(Stored records)
=====

impl JsonStore {
    /// Open (and create if needed) a store rooted at `root`.
    pub fn open(root: impl Into<PathBuf>) -> Result<Self, StoreError> {
        let root = root.into();
        fs::create_dir_all(&root).map_err(|source| StoreError::Write {
            path: root.clone(),
            source,
        })?;
        Ok(Self { root })
    }

    pub fn book_dir(&self, book_id: &str) -> PathBuf {
        self.root.join(book_id)
    }

    fn db_path(&self) -> PathBuf {
        self.root.join(DB_FILE)
    }

    pub fn read(&self) -> Result<Database, StoreError> {
        let path = self.db_path();
        let content = match fs::read_to_string(&path) {
            Ok(content) => content,
            Err(err) if err.kind() == io::ErrorKind::NotFound => return Ok(Database::default()),
            Err(source) => return Err(StoreError::Read { path, source }),
        };
        if content.trim().is_empty() {
            return Ok(Database::default());
        }
        serde_json::from_str(&content).map_err(|source| StoreError::Corrupt { path, source })
    }

    fn write(&self, db: &Database) -> Result<(), StoreError> {
        let path = self.db_path();
        let payload = serde_json::to_string_pretty(db)?;
        fs::write(&path, payload).map_err(|source| StoreError::Write { path, source })
    }

    /// Read the database, let `f` change it, and write it back.
    pub fn update<T>(&self, f: impl FnOnce(&mut Database) -> T) -> Result<T, StoreError> {
        let mut db = self.read()?;
        let out = f(&mut db);
        self.write(&db)?;
        Ok(out)
    }

    // Books ----------------------------------------------------------------

    pub fn add_book(
        &self,
        book: Book,
        chapters: Vec<ChapterRecord>,
        toc: Vec<TocEntry>,
    ) -> Result<(), StoreError> {
        self.update(|db| {
            let book_id = book.id.clone();
            db.books.retain(|b| b.id != book_id);
            db.chapters.retain(|c| c.book_id != book_id);
            db.books.push(book);
            db.chapters.extend(chapters);
            db.progress_mut(&book_id).toc = toc;
        })
    }

    pub fn list_books(&self) -> Result<Vec<Book>, StoreError> {
        Ok(self.read()?.books)
    }

    pub fn book(&self, book_id: &str) -> Result<Book, StoreError> {
        self.read()?
            .books
            .into_iter()
            .find(|b| b.id == book_id)
            .ok_or_else(|| StoreError::UnknownBook(book_id.to_string()))
    }

    /// Remove a book and everything recorded against it.
    pub fn delete_book(&self, book_id: &str) -> Result<bool, StoreError> {
        self.update(|db| {
            let before = db.books.len();
            db.books.retain(|b| b.id != book_id);
            db.chapters.retain(|c| c.book_id != book_id);
            db.progress.retain(|p| p.book_id != book_id);
            db.game_states.retain(|s| s.book_id != book_id);
            db.terms.retain(|t| t.book_id != book_id);
            db.propositions.retain(|p| p.book_id != book_id);
            db.arguments.retain(|a| a.book_id != book_id);
            db.critiques.retain(|c| c.book_id != book_id);
            db.quests.retain(|q| q.book_id != book_id);
            db.milestones.retain(|m| m.book_id != book_id);
            db.verifications.retain(|v| v.book_id != book_id);
            db.topics.retain(|t| t.book_id != book_id);
            db.books.len() != before
        })
    }

    pub fn chapters(&self, book_id: &str) -> Result<Vec<ChapterRecord>, StoreError> {
        let mut chapters: Vec<ChapterRecord> = self
            .read()?
            .chapters
            .into_iter()
            .filter(|c| c.book_id == book_id)
            .collect();
        chapters.sort_by_key(|c| c.index);
        Ok(chapters)
    }

    /// Markdown body of a chapter, read from the book directory.
    pub fn chapter_text(&self, book_id: &str, index: u32) -> Result<Option<String>, StoreError> {
        let Some(record) = self
            .chapters(book_id)?
            .into_iter()
            .find(|c| c.index == index)
        else {
            return Ok(None);
        };
        let path = self.book_dir(book_id).join(&record.file_name);
        fs::read_to_string(&path)
            .map(Some)
            .map_err(|source| StoreError::Read { path, source })
    }

    pub fn progress(&self, book_id: &str) -> Result<BookProgress, StoreError> {
        Ok(self
            .read()?
            .progress
            .into_iter()
            .find(|p| p.book_id == book_id)
            .unwrap_or_else(|| BookProgress {
                book_id: book_id.to_string(),
                ..BookProgress::default()
            }))
    }

    pub fn mark_classified(&self, book_id: &str) -> Result<(), StoreError> {
        self.update(|db| db.progress_mut(book_id).book_classified = true)
    }

    pub fn set_unity_statement(&self, book_id: &str, statement: &str) -> Result<(), StoreError> {
        self.update(|db| db.progress_mut(book_id).unity_statement = Some(statement.to_string()))
    }

    pub fn set_understanding_verified(&self, book_id: &str, verified: bool) -> Result<(), StoreError> {
        self.update(|db| db.progress_mut(book_id).understanding_verified = verified)
    }

    // Inventory ------------------------------------------------------------

    pub fn add_term(&self, book_id: &str, term: Term) -> Result<(), StoreError> {
        self.update(|db| db.terms.push(Owned::new(book_id, term)))
    }

    pub fn add_proposition(&self, book_id: &str, proposition: Proposition) -> Result<(), StoreError> {
        self.update(|db| db.propositions.push(Owned::new(book_id, proposition)))
    }

    pub fn add_argument(&self, book_id: &str, argument: Argument) -> Result<(), StoreError> {
        self.update(|db| db.arguments.push(Owned::new(book_id, argument)))
    }

    pub fn add_critique(&self, book_id: &str, critique: Critique) -> Result<(), StoreError> {
        self.update(|db| db.critiques.push(Owned::new(book_id, critique)))
    }

    pub fn critiques(&self, book_id: &str) -> Result<Vec<Critique>, StoreError> {
        let db = self.read()?;
        Ok(Database::owned_by(&db.critiques, book_id).cloned().collect())
    }

    // Quests ---------------------------------------------------------------

    pub fn add_quest(&self, book_id: &str, quest: Quest) -> Result<(), StoreError> {
        self.update(|db| db.quests.push(Owned::new(book_id, quest)))
    }

    pub fn quest(&self, book_id: &str, quest_id: &str) -> Result<Option<Quest>, StoreError> {
        let db = self.read()?;
        Ok(Database::owned_by(&db.quests, book_id)
            .find(|q| q.id == quest_id)
            .cloned())
    }

    pub fn quests(&self, book_id: &str, status: Option<QuestStatus>) -> Result<Vec<Quest>, StoreError> {
        let db = self.read()?;
        Ok(Database::owned_by(&db.quests, book_id)
            .filter(|q| status.is_none_or(|s| q.status == s))
            .cloned()
            .collect())
    }

    pub fn update_quest_status(
        &self,
        book_id: &str,
        quest_id: &str,
        status: QuestStatus,
    ) -> Result<bool, StoreError> {
        self.update(|db| {
            db.quests
                .iter_mut()
                .find(|q| q.book_id == book_id && q.record.id == quest_id)
                .map(|q| q.record.status = status)
                .is_some()
        })
    }

    // Milestones, verification and topics ---------------------------------

    pub fn add_milestone(&self, book_id: &str, card: MilestoneCard) -> Result<(), StoreError> {
        self.update(|db| db.milestones.push(Owned::new(book_id, card)))
    }

    pub fn milestones(&self, book_id: &str) -> Result<Vec<MilestoneCard>, StoreError> {
        let db = self.read()?;
        Ok(Database::owned_by(&db.milestones, book_id).cloned().collect())
    }

    /// Books with a judgment milestone on record.
    pub fn completed_books(&self) -> Result<Vec<String>, StoreError> {
        let db = self.read()?;
        let mut ids: Vec<String> = db
            .milestones
            .iter()
            .filter(|m| m.record.phase >= GamePhase::Judgment)
            .map(|m| m.book_id.clone())
            .collect();
        ids.sort();
        ids.dedup();
        Ok(ids)
    }

    pub fn replace_verification(
        &self,
        book_id: &str,
        questions: Vec<VerificationQuestion>,
    ) -> Result<(), StoreError> {
        self.update(|db| {
            db.verifications.retain(|v| v.book_id != book_id);
            db.verifications
                .extend(questions.into_iter().map(|q| Owned::new(book_id, q)));
        })
    }

    pub fn verification(&self, book_id: &str) -> Result<Vec<VerificationQuestion>, StoreError> {
        let db = self.read()?;
        Ok(Database::owned_by(&db.verifications, book_id)
            .cloned()
            .collect())
    }

    pub fn tag_topic(&self, book_id: &str, topic: &str) -> Result<bool, StoreError> {
        self.update(|db| {
            let exists = db
                .topics
                .iter()
                .any(|t| t.book_id == book_id && t.topic == topic);
            if !exists {
                db.topics.push(TopicTag {
                    topic: topic.to_string(),
                    book_id: book_id.to_string(),
                });
            }
            !exists
        })
    }

    /// Topic label to tagged book ids.
    pub fn topic_books(&self) -> Result<BTreeMap<String, Vec<String>>, StoreError> {
        let mut topics: BTreeMap<String, Vec<String>> = BTreeMap::new();
        for tag in self.read()?.topics {
            topics.entry(tag.topic).or_default().push(tag.book_id);
        }
        Ok(topics)
    }
}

=====

_WHAT TO WORK ON_. Retype the entries exactly from the first line, stopping after the line with "self.write(&db)?;".

_SOLUTION_.
impl JsonStore {
    /// Open (and create if needed) a store rooted at `root`.
    pub fn open(root: impl Into<PathBuf>) -> Result<Self, StoreError> {
        let root = root.into();
        fs::create_dir_all(&root).map_err(|source| StoreError::Write {
            path: root.clone(),
            source,
        })?;
        Ok(Self { root })
    }

    pub fn book_dir(&self, book_id: &str) -> PathBuf {
        self.root.join(book_id)
    }

    fn db_path(&self) -> PathBuf {
        self.root.join(DB_FILE)
    }

    pub fn read(&self) -> Result<Database, StoreError> {
        let path = self.db_path();
        let content = match fs::read_to_string(&path) {
            Ok(content) => content,
            Err(err) if err.kind() == io::ErrorKind::NotFound => return Ok(Database::default()),
            Err(source) => return Err(StoreError::Read { path, source }),
        };
        if content.trim().is_empty() {
            return Ok(Database::default());
        }
        serde_json::from_str(&content).map_err(|source| StoreError::Corrupt { path, source })
    }

    fn write(&self, db: &Database) -> Result<(), StoreError> {
        let path = self.db_path();
        let payload = serde_json::to_string_pretty(db)?;
        fs::write(&path, payload).map_err(|source| StoreError::Write { path, source })
    }

    /// Read the database, let `f` change it, and write it back.
    pub fn update<T>(&self, f: impl FnOnce(&mut Database) -> T) -> Result<T, StoreError> {
        let mut db = self.read()?;
        let out = f(&mut db);
        self.write(&db)?;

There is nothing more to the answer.